THE FLOWERS OF

By Helen Hay Whitney

The jewels of the sun are not more rare

Than these that lie upon my lurid halls.

The perfume kiss upon the drowsy air

Is sweet as Spring can hold within her walls.

The spell which night may cast upon her thralls

Is mine; the length of all this gloomy land

Knows no more sun than falls from my white hand.

My wealth great kings have prayed for — in their pride,

Bowing before me. Nay — I hate the place.

I am no queen at heart — my laughter died

That I might wear my crown with regal grace

The very flowers which smile on my sad face

I am afraid of. See! they are the worst

Of all my fears; so fair — yet black accurst.

The languid passion-poppy sways and dips

To show the black heart bursting into flame.

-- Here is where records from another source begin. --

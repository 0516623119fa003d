// 该文件是 Paopao （泡泡） 项目的一部分。
// src/task.rs - 检测任务
//
// 本文件根据 Apache 许可证第 2.0 版（以下简称“许可证”）授权使用；
// 除非遵守该许可证条款，否则您不得使用本文件。
// 您可通过以下网址获取许可证副本：
// http://www.apache.org/licenses/LICENSE-2.0
// 除非适用法律要求或书面同意，根据本许可协议分发的软件均按“原样”提供，
// 不附带任何形式的明示或暗示的保证或条件。
// 有关许可权限与限制的具体条款，请参阅本许可协议。
//
// Copyright (C) 2026 Johann Li <me@qinka.pro>, Wareless Group

use std::time::{Duration, Instant};
use tracing::{info, warn};

use crate::{input::InferenceOutput, model::DetectionResult, output::Render, pipeline::Detector};

pub trait Task<I, O>: Sized {
  type Error;
  fn run_task(self, input: I, detector: &Detector, output: O) -> Result<(), Self::Error>;
}

fn detect_frame(
  detector: &Detector,
  frame: &InferenceOutput,
) -> Result<DetectionResult, anyhow::Error> {
  let result = detector.detect(
    &frame.raw,
    frame.protos.as_ref(),
    frame.image_width,
    frame.image_height,
  )?;
  Ok(result)
}

pub struct OneShotTask;

impl<RE, I, O> Task<I, O> for OneShotTask
where
  RE: std::error::Error + Sync + Send + 'static,
  I: Iterator<Item = InferenceOutput>,
  O: Render<InferenceOutput, DetectionResult, Error = RE>,
{
  type Error = anyhow::Error;

  fn run_task(self, mut input: I, detector: &Detector, output: O) -> Result<(), Self::Error> {
    info!("开始任务...");
    let frame = input.next().ok_or_else(|| anyhow::anyhow!("没有输入张量"))?;
    info!("输入张量读取成功，开始解码...");
    let now = Instant::now();
    let result = detect_frame(detector, &frame)?;
    let elapsed = now.elapsed();
    info!("解码完成，检测到 {} 个气泡，耗时: {:.2?}", result.len(), elapsed);
    output.render_result(&frame, &result)?;

    Ok(())
  }
}

/// 对同一输入重复解码，统计平均耗时
pub struct RepeatShotTask {
  repeat: usize,
}

impl Default for RepeatShotTask {
  fn default() -> Self {
    Self { repeat: 1000 }
  }
}

impl RepeatShotTask {
  /// 至少重复 3 次，前两次作为预热不计入平均值
  pub fn with_repeat(mut self, repeat: usize) -> Self {
    self.repeat = repeat.max(3);
    self
  }
}

impl<RE, I, O> Task<I, O> for RepeatShotTask
where
  RE: std::error::Error + Sync + Send + 'static,
  I: Iterator<Item = InferenceOutput>,
  O: Render<InferenceOutput, DetectionResult, Error = RE>,
{
  type Error = anyhow::Error;

  fn run_task(self, mut input: I, detector: &Detector, output: O) -> Result<(), Self::Error> {
    info!("开始任务...");
    let frame = input.next().ok_or_else(|| anyhow::anyhow!("没有输入张量"))?;
    info!("输入张量读取成功，开始重复解码 {} 次...", self.repeat);

    let mut times = Vec::with_capacity(self.repeat);
    let mut last = None;
    for i in 0..self.repeat {
      let now = Instant::now();
      let result = detect_frame(detector, &frame)?;
      let elapsed = now.elapsed();
      info!("({})解码完成，耗时: {:.2?}", i, elapsed);
      times.push(elapsed);
      last = Some(result);
    }

    if let Some(result) = last {
      output.render_result(&frame, &result)?;
    }

    warn!(
      "平均解码时间: {:.2?}",
      times.iter().skip(2).sum::<Duration>() / (times.len() - 2) as u32
    );

    Ok(())
  }
}
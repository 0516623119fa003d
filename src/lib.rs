// 该文件是 Paopao （泡泡） 项目的一部分。
// src/lib.rs - 库主文件
//
// 本文件根据 Apache 许可证第 2.0 版（以下简称“许可证”）授权使用；
// 除非遵守该许可证条款，否则您不得使用本文件。
// 您可通过以下网址获取许可证副本：
// http://www.apache.org/licenses/LICENSE-2.0
// 除非适用法律要求或书面同意，根据本许可协议分发的软件均按“原样”提供，
// 不附带任何形式的明示或暗示的保证或条件。
// 有关许可权限与限制的具体条款，请参阅本许可协议。
//
// Copyright (C) 2026 Johann Li <me@qinka.pro>, Wareless Group

pub mod args;
pub mod config;
pub mod decode;
pub mod geometry;
pub mod input;
pub mod mask;
pub mod model;
pub mod nms;
pub mod output;
pub mod pipeline;
pub mod polygon;
pub mod task;
pub mod tensor;

pub use self::config::DetectConfig;
pub use self::model::{BBox, CandidateDetection, Detection, DetectionResult};
pub use self::pipeline::{DetectError, Detector, detect};
pub use self::polygon::{Polygon, PolygonError, PolygonPoint};
pub use self::tensor::{PrototypeMaskTensor, RawDetectionTensor, TensorError};

pub trait FromUrl {
  type Error;
  fn from_url(url: &url::Url) -> Result<Self, Self::Error>
  where
    Self: Sized;
}

pub trait FromUrlWithScheme: FromUrl {
  const SCHEME: &'static str;
}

The crimson evil of a satyr's lips

A sneering nodding finger-post of shame;

A thousand other flowers without a name

Huddle all trembling in the dusk behind

Like hunted ghosts, whose eyes are white and blind.

The grass is not the grass that overhead

Cooled my bare feet with daisies’ purest snows;

But thick pale blades, like fingers of the dead

Thrust from forgotten graves upon their foes.

Ah — horrid soil! for everything that grows

In this confine but mocks in wicked scorn

The fairness of the land where I was born.